Work to be completed:
For the data below, restate word for word only the lines from the line containing "self.location.as_deref()" through the line containing "[ResourceHandler] out of a", both ends included.

Exercise data:
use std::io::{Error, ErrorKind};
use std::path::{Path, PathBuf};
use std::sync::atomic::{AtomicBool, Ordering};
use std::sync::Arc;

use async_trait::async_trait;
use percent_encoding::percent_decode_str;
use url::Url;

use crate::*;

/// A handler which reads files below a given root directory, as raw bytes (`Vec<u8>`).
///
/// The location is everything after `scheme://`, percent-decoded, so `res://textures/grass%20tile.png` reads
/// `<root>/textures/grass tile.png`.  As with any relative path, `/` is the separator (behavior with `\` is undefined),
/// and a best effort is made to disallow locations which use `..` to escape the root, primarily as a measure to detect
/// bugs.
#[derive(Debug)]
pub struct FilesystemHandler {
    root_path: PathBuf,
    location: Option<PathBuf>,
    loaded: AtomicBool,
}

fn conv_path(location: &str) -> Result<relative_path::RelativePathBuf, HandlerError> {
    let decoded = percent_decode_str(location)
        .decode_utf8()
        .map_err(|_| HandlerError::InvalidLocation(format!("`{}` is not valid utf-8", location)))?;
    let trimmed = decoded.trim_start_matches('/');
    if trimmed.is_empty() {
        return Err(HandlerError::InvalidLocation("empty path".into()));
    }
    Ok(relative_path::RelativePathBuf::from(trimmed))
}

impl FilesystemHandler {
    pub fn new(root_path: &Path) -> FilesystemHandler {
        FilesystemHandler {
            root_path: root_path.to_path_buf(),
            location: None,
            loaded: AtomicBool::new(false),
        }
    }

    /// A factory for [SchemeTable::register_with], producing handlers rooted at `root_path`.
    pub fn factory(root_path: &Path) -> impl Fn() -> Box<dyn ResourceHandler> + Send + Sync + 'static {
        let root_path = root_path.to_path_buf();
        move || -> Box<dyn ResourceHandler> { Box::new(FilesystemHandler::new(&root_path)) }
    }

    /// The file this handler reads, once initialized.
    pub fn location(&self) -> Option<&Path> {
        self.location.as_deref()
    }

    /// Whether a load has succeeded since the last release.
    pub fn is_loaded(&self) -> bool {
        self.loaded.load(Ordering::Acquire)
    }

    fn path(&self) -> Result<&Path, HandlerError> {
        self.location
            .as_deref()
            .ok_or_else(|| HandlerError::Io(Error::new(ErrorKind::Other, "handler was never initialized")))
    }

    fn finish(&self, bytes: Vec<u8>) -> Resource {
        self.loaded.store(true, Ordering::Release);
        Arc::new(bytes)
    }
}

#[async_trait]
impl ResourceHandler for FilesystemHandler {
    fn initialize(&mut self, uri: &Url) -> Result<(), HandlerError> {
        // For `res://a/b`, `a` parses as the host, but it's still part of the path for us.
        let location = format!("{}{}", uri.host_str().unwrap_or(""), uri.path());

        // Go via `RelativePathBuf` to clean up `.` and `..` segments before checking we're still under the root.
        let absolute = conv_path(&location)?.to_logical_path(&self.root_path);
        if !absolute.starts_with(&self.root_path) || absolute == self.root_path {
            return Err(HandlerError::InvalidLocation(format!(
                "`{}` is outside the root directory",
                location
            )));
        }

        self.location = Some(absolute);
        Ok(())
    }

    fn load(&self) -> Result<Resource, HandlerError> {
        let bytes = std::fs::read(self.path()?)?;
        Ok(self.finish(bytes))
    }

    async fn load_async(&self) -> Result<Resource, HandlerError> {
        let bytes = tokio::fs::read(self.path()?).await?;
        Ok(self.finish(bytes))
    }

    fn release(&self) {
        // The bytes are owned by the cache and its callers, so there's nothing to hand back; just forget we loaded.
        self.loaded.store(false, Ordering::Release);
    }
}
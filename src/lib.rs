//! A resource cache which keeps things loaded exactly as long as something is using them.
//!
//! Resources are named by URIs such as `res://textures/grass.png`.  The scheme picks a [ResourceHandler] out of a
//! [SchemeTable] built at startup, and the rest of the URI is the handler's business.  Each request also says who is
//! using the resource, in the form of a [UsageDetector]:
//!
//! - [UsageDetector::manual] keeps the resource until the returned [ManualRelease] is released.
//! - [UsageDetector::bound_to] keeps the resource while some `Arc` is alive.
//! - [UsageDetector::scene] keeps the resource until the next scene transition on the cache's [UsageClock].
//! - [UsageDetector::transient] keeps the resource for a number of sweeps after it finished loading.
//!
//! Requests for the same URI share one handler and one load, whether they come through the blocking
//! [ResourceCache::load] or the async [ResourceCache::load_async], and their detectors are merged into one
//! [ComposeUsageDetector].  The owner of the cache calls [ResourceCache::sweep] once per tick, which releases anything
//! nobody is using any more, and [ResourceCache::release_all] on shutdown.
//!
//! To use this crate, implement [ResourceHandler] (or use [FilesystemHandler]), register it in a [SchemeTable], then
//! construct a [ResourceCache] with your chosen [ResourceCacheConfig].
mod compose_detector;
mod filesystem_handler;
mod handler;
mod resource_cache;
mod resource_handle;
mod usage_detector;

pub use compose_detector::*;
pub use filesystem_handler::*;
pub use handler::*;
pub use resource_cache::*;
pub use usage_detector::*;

...

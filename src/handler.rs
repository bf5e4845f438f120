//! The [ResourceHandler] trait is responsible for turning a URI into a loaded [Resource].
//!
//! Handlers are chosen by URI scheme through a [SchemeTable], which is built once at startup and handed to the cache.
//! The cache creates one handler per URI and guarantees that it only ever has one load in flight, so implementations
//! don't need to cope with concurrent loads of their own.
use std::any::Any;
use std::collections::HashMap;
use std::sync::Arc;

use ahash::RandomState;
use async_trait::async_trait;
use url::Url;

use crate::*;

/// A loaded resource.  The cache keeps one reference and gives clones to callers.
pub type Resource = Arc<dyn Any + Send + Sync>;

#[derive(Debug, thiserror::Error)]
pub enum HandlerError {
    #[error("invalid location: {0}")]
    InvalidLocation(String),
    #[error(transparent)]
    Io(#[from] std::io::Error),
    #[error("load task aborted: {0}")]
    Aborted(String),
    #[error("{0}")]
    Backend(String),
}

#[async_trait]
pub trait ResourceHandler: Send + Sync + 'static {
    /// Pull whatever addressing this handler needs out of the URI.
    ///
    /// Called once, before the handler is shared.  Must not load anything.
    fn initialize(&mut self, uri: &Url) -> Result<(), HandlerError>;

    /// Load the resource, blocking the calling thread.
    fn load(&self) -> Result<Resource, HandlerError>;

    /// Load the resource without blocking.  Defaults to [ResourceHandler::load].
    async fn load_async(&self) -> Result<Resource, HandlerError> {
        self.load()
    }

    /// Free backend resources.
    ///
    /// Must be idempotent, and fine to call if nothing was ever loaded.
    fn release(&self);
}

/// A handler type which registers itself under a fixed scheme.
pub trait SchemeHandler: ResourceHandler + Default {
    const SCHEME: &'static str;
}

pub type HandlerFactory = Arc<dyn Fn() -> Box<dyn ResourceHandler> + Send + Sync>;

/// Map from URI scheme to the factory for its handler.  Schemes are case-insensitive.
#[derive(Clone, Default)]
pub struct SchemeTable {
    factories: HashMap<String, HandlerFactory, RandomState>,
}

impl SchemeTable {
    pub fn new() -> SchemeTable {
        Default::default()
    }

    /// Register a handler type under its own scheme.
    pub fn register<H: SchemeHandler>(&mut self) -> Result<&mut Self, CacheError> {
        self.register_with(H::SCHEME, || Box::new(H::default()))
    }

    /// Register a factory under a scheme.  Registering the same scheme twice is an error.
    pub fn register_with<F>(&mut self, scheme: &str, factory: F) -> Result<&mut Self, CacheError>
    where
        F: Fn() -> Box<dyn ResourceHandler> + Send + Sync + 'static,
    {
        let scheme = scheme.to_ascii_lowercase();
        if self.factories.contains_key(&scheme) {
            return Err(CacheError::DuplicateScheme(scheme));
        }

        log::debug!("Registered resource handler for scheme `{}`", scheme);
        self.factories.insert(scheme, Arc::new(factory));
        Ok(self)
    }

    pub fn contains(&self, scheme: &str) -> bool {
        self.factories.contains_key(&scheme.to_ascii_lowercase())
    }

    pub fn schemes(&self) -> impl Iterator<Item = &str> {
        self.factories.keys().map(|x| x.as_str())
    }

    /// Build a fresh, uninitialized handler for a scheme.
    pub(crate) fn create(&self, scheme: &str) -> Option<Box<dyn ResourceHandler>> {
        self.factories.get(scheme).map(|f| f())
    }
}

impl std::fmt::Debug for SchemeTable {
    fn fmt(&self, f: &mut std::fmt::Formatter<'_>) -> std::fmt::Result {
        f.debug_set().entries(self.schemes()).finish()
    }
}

...

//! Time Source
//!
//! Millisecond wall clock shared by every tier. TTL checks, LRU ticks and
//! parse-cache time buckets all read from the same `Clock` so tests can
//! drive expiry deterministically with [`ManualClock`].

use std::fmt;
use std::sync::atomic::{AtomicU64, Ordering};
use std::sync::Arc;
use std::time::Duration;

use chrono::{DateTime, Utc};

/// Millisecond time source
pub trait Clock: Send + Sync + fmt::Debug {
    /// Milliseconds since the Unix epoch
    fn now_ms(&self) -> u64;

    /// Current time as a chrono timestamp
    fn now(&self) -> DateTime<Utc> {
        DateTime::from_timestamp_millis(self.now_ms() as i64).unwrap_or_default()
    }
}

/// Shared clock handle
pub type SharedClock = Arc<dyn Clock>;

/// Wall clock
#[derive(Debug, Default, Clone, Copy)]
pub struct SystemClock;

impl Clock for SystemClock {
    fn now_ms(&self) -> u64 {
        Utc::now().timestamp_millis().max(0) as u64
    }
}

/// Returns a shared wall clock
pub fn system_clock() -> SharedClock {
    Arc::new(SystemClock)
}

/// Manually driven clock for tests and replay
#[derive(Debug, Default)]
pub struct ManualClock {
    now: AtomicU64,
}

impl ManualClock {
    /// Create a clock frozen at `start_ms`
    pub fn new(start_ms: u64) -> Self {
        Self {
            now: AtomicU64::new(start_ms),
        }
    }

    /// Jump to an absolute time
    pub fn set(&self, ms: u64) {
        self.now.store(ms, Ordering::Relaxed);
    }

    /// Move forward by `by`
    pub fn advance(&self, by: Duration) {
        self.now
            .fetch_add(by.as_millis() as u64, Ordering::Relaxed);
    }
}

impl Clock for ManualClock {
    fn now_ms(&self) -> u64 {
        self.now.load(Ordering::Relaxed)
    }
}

Written solution:
        self.location.as_deref()
    }

    /// Whether a load has succeeded since the last release.
    pub fn is_loaded(&self) -> bool {
        self.loaded.load(Ordering::Acquire)
    }

    fn path(&self) -> Result<&Path, HandlerError> {
        self.location
            .as_deref()
            .ok_or_else(|| HandlerError::Io(Error::new(ErrorKind::Other, "handler was never initialized")))
    }

    fn finish(&self, bytes: Vec<u8>) -> Resource {
        self.loaded.store(true, Ordering::Release);
        Arc::new(bytes)
    }
}

#[async_trait]
impl ResourceHandler for FilesystemHandler {
    fn initialize(&mut self, uri: &Url) -> Result<(), HandlerError> {
        // For `res://a/b`, `a` parses as the host, but it's still part of the path for us.
        let location = format!("{}{}", uri.host_str().unwrap_or(""), uri.path());

        // Go via `RelativePathBuf` to clean up `.` and `..` segments before checking we're still under the root.
        let absolute = conv_path(&location)?.to_logical_path(&self.root_path);
        if !absolute.starts_with(&self.root_path) || absolute == self.root_path {
            return Err(HandlerError::InvalidLocation(format!(
                "`{}` is outside the root directory",
                location
            )));
        }

        self.location = Some(absolute);
        Ok(())
    }

    fn load(&self) -> Result<Resource, HandlerError> {
        let bytes = std::fs::read(self.path()?)?;
        Ok(self.finish(bytes))
    }

    async fn load_async(&self) -> Result<Resource, HandlerError> {
        let bytes = tokio::fs::read(self.path()?).await?;
        Ok(self.finish(bytes))
    }

    fn release(&self) {
        // The bytes are owned by the cache and its callers, so there's nothing to hand back; just forget we loaded.
        self.loaded.store(false, Ordering::Release);
    }
}
filename src/lib.rs
//! A resource cache which keeps things loaded exactly as long as something is using them.
//!
//! Resources are named by URIs such as `res://textures/grass.png`.  The scheme picks a [ResourceHandler] out of a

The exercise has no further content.